Improvement of YOLOv5 - loss function for target detection

Keywords: Pytorch Deep Learning Object Detection yolo yolov5

Improvement of YOLOv5 - loss function for target detection

flyfish

Full code download address
The improved source code is fully compatible with the original YOLOv5:v5 version. At the same time, the backbone supports mobilenetv3 and shufflenetv2, and the original backbone supports all of them

Categories include relationships. For example, a target can be a person, a man, or a category with mutually exclusive relationships, such as a person, a cat, and a dog.

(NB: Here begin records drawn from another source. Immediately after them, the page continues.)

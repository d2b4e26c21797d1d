//! JSON rendering of execution results
//!
//! Results are serialized with their `type` tag, compact or pretty, and
//! optionally colored for terminals.

use colored_json::prelude::*;

use crate::error::Result;
use crate::executor::ExecutionResult;

/// JSON formatter with pretty printing support
pub struct JsonFormatter {
    /// Enable pretty printing
    pretty: bool,

    /// Enable colored output
    use_colors: bool,
}

impl JsonFormatter {
    /// Create a new JSON formatter
    ///
    /// # Arguments
    /// * `pretty` - Enable pretty printing
    /// * `use_colors` - Enable colored output
    pub fn new(pretty: bool, use_colors: bool) -> Self {
        Self { pretty, use_colors }
    }

    /// Format a result as JSON
    ///
    /// # Arguments
    /// * `result` - Result to format
    ///
    /// # Returns
    /// * `Result<String>` - JSON string or error
    pub fn format(&self, result: &ExecutionResult) -> Result<String> {
        let json_str = if self.pretty {
            serde_json::to_string_pretty(result)
        } else {
            serde_json::to_string(result)
        }
        .map_err(|e| format!("Cannot serialize result: {e}"))?;

        if self.use_colors {
            Ok(json_str.to_colored_json_auto().unwrap_or(json_str))
        } else {
            Ok(json_str)
        }
    }
}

Try to improve the loss function when the category of data set is mutually exclusive

A category is one that contains relationships

BCEWithLogitsLoss can be used for multi label classification. A target can belong to one or more categories. For example, a target can be people, men and children. There is an inclusive relationship in the category.
Because BCEWithLogitsLoss = Sigmoid + BCELoss, BCEWithLogitsLoss adds Sigmoid to the loss function. The sum of Sigmoid probabilities does not need to be 1.
For example, the calculation result of sigmoid takes out a line and looks at the output [0.5100, 0.6713, 0.5025] in the example code. The cumulative number is not 1. If the defined threshold is greater than or equal to 0.50. Then the target belongs to three classes at the same time. As a result, if it is required to belong to only one class, the largest one can be taken.

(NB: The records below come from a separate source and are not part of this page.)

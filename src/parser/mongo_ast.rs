//! Mongo Shell AST (Abstract Syntax Tree)
//!
//! A shell command is a chain rooted at a collection:
//! `db.<collection>.<call>(<args>).<call>(<args>)...`. Arguments are literal
//! values only: objects, arrays, strings, numbers, booleans and null.

use std::ops::Range;

/// Span information for source locations
pub type Span = Range<usize>;

/// Literal value expression
#[derive(Debug, Clone, PartialEq)]
pub enum Expr {
    /// Object literal: { key: value, ... }
    Object(ObjectExpr),
    /// Array literal: [1, 2, 3]
    Array(ArrayExpr),
    /// String literal: "hello" or 'world'
    String(String),
    /// Integer literal: 42
    Integer(i64),
    /// Floating point literal: 3.14, 1e3
    Float(f64),
    /// Boolean literal: true or false
    Boolean(bool),
    /// Null literal
    Null,
}

/// Object expression: { key: value, ... }
#[derive(Debug, Clone, PartialEq)]
pub struct ObjectExpr {
    pub properties: Vec<Property>,
    pub span: Span,
}

impl ObjectExpr {
    pub fn new(properties: Vec<Property>, span: Span) -> Self {
        Self { properties, span }
    }
}

/// Object property: key: value
#[derive(Debug, Clone, PartialEq)]
pub struct Property {
    pub key: PropertyKey,
    pub value: Expr,
    pub span: Span,
}

impl Property {
    pub fn new(key: PropertyKey, value: Expr, span: Span) -> Self {
        Self { key, value, span }
    }
}

/// Property key (can be identifier, string, or number)
#[derive(Debug, Clone, PartialEq)]
pub enum PropertyKey {
    Ident(String),
    String(String),
    Number(String),
}

impl PropertyKey {
    pub fn as_str(&self) -> &str {
        match self {
            PropertyKey::Ident(s) | PropertyKey::String(s) | PropertyKey::Number(s) => s,
        }
    }
}

/// Array expression: [1, 2, 3]
#[derive(Debug, Clone, PartialEq)]
pub struct ArrayExpr {
    pub elements: Vec<Expr>,
    pub span: Span,
}

impl ArrayExpr {
    pub fn new(elements: Vec<Expr>, span: Span) -> Self {
        Self { elements, span }
    }
}

/// One method call in a chain: name(arg1, arg2, ...)
#[derive(Debug, Clone, PartialEq)]
pub struct CallExpr {
    pub name: String,
    pub arguments: Vec<Expr>,
    pub span: Span,
}

impl CallExpr {
    pub fn new(name: String, arguments: Vec<Expr>, span: Span) -> Self {
        Self {
            name,
            arguments,
            span,
        }
    }
}

/// Top-level shell statement
#[derive(Debug, Clone, PartialEq)]
pub enum Statement {
    /// db.getCollectionNames()
    ListCollections(Span),
    /// db.<collection>.<call>(...)...
    Chain(ChainExpr),
}

/// Whole command: db.<collection> followed by one or more calls
#[derive(Debug, Clone, PartialEq)]
pub struct ChainExpr {
    pub collection: String,
    pub calls: Vec<CallExpr>,
    pub span: Span,
}

impl ChainExpr {
    pub fn new(collection: String, calls: Vec<CallExpr>, span: Span) -> Self {
        Self {
            collection,
            calls,
            span,
        }
    }
}

#[cfg(test)]
mod tests {
    use super::*;

    #[test]
    fn test_property_key_as_str() {
        assert_eq!(PropertyKey::Ident("name".to_string()).as_str(), "name");
        assert_eq!(PropertyKey::String("age".to_string()).as_str(), "age");
        assert_eq!(PropertyKey::Number("123".to_string()).as_str(), "123");
    }

    #[test]
    fn test_chain_expr() {
        let call = CallExpr::new(
            "find".to_string(),
            vec![Expr::Object(ObjectExpr::new(vec![], 14..16))],
            9..17,
        );
        let chain = ChainExpr::new("users".to_string(), vec![call], 0..17);
        assert_eq!(chain.calls.len(), 1);
        assert_eq!(chain.calls[0].name, "find");
    }
}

Categories are mutually exclusive

If the detected category is a mutually exclusive relationship, such as human, cat and dog, how to transform it?
CrossEntropyLoss = LogSoftmax + NLLLoss
The sum of softmax probabilities is 1 or close to 1. Softmax has a greater probability than other values. If the Sigmoid value is large, the probability is large, but the probability will not be greater than that of another value.
Look at the output [0.2543, 0.4990, 0.2467] in the sample code. The sum of these three numbers is 1.

Sigmoid and Softmax sample code

import torch
import torch.nn as nn

input = torch.Tensor([[0.0402, 0.7142,0.01],
        [0.2214, 0.4781,0.01]])

net1 = nn.Sigmoid()
output1 = net1(input)
print(output1)
# tensor([[0.5100, 0.6713, 0.5025],
#         [0.5551, 0.6173, 0.5025]])
net2 = nn.Softmax(dim=-1)
output2 = net2(input)
print(output2)
# tensor([[0.2543, 0.4990, 0.2467],
#         [0.3224, 0.4167, 0.2609]])

Softmax is mutually exclusive, so try to use the cross entropy loss transformation.

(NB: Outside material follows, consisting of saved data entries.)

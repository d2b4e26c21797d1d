//! nlquery command-line entry point
//!
//! ```bash
//! nlquery run --kind sql -q "How many orders are in the bike store?" \
//!     "SELECT COUNT(*) FROM orders"
//! nlquery run --kind mongo --database fifa "db.players.find().limit(3)"
//! ```

use nlquery::cli::CliInterface;
use nlquery::config::Config;
use nlquery::error::Result;

/// Application entry point
#[tokio::main]
async fn main() {
    match run().await {
        Ok(true) => {}
        Ok(false) => std::process::exit(1),
        Err(e) => {
            eprintln!("Error: {}", e);
            std::process::exit(1);
        }
    }
}

/// Parse arguments, load configuration, initialize logging, run the subcommand
async fn run() -> Result<bool> {
    let cli = CliInterface::new()?;
    initialize_logging(cli.config());
    cli.run().await
}

/// Initialize logging to stderr from the effective configuration
///
/// # Arguments
/// * `config` - Configuration with CLI verbosity already applied
fn initialize_logging(config: &Config) {
    let subscriber = tracing_subscriber::fmt()
        .with_max_level(config.logging.level.to_tracing_level())
        .with_target(false)
        .with_writer(std::io::stderr);

    if config.logging.timestamps {
        subscriber.init();
    } else {
        subscriber.without_time().init();
    }
}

Change the code as follows or go directly here YOLOv5-ShuffleNetV2-CrossEntropyLoss Download all codes

Training phase

utils/loss.py

class ComputeLoss:
    # Compute losses
    def __init__(self, model, autobalance=False):
        super(ComputeLoss, self).__init__()
        device = next(model.parameters()).device  # get model device
        h = model.hyp  # hyperparameters

        # Define criteria
       

        #changed by Sisyphus

        BCEcls = nn.CrossEntropyLoss()
        BCEobj = nn.BCEWithLogitsLoss(pos_weight=torch.tensor([h['obj_pw']], device=device))

        # Class label smoothing https://arxiv.org/pdf/1902.04103.pdf eqn 3
        self.cp, self.cn = smooth_BCE(eps=h.get('label_smoothing', 0.0))  # positive, negative BCE targets
        print("self.cp, self.cn: ",self.cp,":", self.cn)

        # Focal loss
        g = h['fl_gamma']  # focal loss gamma
        if g > 0:
            BCEcls, BCEobj = FocalLoss(BCEcls, g), FocalLoss(BCEobj, g)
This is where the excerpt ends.